>>

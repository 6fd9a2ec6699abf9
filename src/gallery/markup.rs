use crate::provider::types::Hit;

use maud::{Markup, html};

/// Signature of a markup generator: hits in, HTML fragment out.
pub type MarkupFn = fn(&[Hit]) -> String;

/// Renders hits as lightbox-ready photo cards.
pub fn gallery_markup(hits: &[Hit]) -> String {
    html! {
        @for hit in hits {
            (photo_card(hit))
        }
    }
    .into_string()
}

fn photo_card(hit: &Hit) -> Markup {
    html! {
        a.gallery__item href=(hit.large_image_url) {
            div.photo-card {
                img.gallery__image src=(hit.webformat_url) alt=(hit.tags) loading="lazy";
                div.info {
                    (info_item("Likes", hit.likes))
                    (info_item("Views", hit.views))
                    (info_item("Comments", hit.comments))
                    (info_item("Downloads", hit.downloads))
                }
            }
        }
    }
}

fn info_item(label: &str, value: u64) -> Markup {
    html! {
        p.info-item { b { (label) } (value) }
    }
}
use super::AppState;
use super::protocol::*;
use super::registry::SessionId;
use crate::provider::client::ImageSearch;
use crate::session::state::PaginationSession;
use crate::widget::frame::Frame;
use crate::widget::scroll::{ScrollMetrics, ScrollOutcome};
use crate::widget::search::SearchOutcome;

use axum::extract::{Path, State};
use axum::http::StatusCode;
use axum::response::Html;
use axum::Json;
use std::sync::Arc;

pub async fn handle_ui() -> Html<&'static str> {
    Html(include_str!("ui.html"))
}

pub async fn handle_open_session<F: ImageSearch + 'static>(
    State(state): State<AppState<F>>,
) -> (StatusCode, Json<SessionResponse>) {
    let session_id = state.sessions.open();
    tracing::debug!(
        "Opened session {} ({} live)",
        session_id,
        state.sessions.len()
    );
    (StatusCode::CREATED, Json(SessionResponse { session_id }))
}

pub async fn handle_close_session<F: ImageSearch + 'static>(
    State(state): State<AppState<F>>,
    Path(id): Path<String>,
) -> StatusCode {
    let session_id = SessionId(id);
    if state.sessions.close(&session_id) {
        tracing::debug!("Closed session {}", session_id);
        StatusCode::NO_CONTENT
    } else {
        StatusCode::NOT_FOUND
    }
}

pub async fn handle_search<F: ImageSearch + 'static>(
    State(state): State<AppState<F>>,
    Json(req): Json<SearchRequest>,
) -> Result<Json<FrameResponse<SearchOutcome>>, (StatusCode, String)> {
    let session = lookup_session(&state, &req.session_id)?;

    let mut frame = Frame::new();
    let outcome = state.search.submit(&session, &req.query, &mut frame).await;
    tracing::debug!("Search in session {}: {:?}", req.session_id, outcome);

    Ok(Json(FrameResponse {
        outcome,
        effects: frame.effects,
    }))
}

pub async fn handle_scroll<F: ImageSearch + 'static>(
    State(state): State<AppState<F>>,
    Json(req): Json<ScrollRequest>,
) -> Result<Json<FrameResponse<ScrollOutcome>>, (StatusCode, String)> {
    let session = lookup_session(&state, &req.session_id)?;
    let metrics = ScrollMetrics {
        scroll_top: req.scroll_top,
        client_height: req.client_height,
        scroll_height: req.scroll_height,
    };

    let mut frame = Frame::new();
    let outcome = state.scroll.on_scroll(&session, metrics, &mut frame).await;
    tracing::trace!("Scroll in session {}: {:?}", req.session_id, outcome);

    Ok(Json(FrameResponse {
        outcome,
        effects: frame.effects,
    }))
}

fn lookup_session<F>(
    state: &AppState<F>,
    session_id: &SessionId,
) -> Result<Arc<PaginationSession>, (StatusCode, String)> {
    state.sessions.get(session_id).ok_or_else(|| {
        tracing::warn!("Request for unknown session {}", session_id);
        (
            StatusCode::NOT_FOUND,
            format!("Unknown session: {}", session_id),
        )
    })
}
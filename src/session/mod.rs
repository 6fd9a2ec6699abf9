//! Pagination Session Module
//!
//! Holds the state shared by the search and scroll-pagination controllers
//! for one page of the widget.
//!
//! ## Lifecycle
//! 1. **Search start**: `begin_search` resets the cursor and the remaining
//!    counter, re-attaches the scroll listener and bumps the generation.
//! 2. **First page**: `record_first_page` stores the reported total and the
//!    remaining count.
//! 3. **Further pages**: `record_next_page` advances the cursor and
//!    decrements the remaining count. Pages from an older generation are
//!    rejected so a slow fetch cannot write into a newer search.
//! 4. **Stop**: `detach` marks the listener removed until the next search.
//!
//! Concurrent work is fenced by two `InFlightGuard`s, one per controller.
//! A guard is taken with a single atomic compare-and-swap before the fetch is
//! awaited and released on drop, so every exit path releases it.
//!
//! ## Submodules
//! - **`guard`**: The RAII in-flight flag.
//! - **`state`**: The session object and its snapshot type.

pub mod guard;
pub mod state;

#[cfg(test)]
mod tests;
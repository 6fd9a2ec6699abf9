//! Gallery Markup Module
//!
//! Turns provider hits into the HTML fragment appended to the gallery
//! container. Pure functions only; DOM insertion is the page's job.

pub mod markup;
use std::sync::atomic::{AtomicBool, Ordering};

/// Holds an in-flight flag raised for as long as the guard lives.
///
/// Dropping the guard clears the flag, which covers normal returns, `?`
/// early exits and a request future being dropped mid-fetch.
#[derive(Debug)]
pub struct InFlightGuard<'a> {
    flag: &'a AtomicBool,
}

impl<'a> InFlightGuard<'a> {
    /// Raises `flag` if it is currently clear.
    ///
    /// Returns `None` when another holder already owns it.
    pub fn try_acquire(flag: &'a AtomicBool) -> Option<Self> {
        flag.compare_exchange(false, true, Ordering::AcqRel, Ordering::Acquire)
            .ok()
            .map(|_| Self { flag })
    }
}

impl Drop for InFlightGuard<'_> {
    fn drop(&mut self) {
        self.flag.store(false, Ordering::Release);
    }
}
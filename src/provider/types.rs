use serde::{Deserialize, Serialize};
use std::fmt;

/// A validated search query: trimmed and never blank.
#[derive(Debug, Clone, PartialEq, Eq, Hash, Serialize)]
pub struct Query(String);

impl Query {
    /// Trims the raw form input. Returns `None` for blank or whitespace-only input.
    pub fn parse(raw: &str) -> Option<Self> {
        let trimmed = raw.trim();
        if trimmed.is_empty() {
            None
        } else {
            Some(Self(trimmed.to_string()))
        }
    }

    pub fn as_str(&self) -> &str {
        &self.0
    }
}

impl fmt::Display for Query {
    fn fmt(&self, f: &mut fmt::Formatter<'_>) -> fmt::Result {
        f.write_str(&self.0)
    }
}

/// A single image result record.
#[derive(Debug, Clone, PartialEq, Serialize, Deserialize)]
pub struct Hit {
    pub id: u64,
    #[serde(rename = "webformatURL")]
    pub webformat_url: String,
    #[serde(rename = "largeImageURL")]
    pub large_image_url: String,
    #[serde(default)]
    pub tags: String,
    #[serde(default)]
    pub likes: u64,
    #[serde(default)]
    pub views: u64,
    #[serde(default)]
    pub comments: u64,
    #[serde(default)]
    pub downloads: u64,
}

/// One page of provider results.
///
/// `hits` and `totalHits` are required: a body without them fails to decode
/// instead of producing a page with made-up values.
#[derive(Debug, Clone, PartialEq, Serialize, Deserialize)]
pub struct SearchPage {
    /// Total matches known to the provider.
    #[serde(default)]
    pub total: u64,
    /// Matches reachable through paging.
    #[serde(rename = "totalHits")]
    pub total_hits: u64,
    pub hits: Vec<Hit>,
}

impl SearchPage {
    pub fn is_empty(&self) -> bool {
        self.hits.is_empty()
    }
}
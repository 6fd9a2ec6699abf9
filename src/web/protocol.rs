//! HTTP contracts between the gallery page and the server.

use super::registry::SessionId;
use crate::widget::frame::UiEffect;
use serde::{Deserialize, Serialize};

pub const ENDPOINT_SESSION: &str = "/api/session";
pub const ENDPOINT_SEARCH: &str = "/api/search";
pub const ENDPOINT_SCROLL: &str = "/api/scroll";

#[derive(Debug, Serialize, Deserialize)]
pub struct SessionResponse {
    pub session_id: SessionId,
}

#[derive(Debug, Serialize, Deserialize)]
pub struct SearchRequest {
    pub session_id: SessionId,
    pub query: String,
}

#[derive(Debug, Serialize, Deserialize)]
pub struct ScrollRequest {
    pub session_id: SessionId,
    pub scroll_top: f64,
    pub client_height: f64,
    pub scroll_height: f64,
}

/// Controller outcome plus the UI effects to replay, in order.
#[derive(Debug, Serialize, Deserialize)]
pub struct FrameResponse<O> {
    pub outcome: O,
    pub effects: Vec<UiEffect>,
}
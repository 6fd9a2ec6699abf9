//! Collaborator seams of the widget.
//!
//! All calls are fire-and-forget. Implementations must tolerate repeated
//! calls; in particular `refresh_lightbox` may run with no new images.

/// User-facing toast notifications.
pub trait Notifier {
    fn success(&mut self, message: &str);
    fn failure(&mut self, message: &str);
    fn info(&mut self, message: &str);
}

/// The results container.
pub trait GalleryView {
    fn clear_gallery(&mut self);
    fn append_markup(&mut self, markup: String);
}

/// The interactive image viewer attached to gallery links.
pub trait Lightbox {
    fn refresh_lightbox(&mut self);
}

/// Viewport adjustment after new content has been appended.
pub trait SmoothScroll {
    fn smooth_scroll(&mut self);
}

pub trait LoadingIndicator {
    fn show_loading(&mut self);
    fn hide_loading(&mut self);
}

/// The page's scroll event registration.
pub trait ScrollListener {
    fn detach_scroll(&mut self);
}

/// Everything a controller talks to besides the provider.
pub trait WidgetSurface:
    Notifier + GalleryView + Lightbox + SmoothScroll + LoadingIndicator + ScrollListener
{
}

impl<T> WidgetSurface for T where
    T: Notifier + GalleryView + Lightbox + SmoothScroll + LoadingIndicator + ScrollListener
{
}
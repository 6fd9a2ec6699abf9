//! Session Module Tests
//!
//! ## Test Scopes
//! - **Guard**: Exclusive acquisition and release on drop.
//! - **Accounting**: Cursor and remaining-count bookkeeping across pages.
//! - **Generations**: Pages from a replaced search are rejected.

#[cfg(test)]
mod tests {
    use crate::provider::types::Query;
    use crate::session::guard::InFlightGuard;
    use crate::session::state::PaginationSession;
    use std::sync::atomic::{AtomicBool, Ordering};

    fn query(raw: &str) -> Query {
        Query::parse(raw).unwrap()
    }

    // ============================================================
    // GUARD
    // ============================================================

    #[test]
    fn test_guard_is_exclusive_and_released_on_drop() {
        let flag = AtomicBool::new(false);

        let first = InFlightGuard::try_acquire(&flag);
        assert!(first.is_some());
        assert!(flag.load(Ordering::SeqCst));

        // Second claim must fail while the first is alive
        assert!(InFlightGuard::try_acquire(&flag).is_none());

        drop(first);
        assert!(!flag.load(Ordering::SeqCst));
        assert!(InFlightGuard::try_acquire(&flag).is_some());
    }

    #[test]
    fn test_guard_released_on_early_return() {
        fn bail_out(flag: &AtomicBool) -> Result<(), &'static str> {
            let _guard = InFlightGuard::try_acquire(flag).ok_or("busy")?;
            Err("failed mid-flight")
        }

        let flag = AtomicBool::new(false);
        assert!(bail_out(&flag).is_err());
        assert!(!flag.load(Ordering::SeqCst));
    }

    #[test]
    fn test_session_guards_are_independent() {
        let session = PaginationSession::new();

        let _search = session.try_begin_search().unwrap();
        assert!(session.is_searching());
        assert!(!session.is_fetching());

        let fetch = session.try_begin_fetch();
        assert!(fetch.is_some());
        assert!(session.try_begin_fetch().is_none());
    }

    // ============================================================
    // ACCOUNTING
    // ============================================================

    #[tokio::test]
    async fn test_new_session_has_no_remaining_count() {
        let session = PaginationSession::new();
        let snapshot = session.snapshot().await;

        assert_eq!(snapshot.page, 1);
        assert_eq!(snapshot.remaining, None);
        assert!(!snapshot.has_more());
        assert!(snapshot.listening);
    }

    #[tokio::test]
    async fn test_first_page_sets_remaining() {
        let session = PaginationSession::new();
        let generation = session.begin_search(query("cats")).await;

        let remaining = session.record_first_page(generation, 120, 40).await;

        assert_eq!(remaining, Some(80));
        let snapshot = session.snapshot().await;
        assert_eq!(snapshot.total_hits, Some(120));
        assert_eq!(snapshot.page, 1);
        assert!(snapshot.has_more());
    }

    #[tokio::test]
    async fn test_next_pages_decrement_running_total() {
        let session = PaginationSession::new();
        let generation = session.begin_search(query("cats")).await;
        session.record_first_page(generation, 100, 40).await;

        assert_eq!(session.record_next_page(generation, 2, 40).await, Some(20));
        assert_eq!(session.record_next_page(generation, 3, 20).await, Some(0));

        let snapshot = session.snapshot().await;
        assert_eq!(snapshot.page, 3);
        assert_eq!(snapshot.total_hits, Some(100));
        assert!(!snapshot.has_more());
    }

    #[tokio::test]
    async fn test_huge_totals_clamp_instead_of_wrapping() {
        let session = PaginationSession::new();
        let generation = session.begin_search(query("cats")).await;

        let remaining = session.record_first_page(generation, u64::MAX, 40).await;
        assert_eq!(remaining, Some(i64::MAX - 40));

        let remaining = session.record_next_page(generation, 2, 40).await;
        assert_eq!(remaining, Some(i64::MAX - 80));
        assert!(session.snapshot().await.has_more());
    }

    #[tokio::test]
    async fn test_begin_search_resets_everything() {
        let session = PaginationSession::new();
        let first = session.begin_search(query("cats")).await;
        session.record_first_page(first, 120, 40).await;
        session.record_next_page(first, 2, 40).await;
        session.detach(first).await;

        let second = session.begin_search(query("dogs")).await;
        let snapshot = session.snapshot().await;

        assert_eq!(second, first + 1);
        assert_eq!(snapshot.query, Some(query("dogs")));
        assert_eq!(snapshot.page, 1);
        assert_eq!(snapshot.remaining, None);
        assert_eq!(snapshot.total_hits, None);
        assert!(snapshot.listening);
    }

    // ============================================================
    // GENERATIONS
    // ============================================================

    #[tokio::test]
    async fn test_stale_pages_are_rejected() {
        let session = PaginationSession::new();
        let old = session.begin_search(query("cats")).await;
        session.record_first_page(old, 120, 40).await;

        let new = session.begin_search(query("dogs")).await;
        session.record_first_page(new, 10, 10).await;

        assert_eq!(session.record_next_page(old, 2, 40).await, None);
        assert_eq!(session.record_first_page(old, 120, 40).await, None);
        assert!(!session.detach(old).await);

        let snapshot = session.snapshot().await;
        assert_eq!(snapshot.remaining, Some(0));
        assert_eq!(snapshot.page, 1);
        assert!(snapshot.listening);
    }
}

<<

* _WORK ORDER_
Return each line of the material above in which the string "rename" appears.

* _RESULT OF THE EXERCISE_
    #[serde(rename = "webformatURL")]
    #[serde(rename = "largeImageURL")]
    #[serde(rename = "totalHits")]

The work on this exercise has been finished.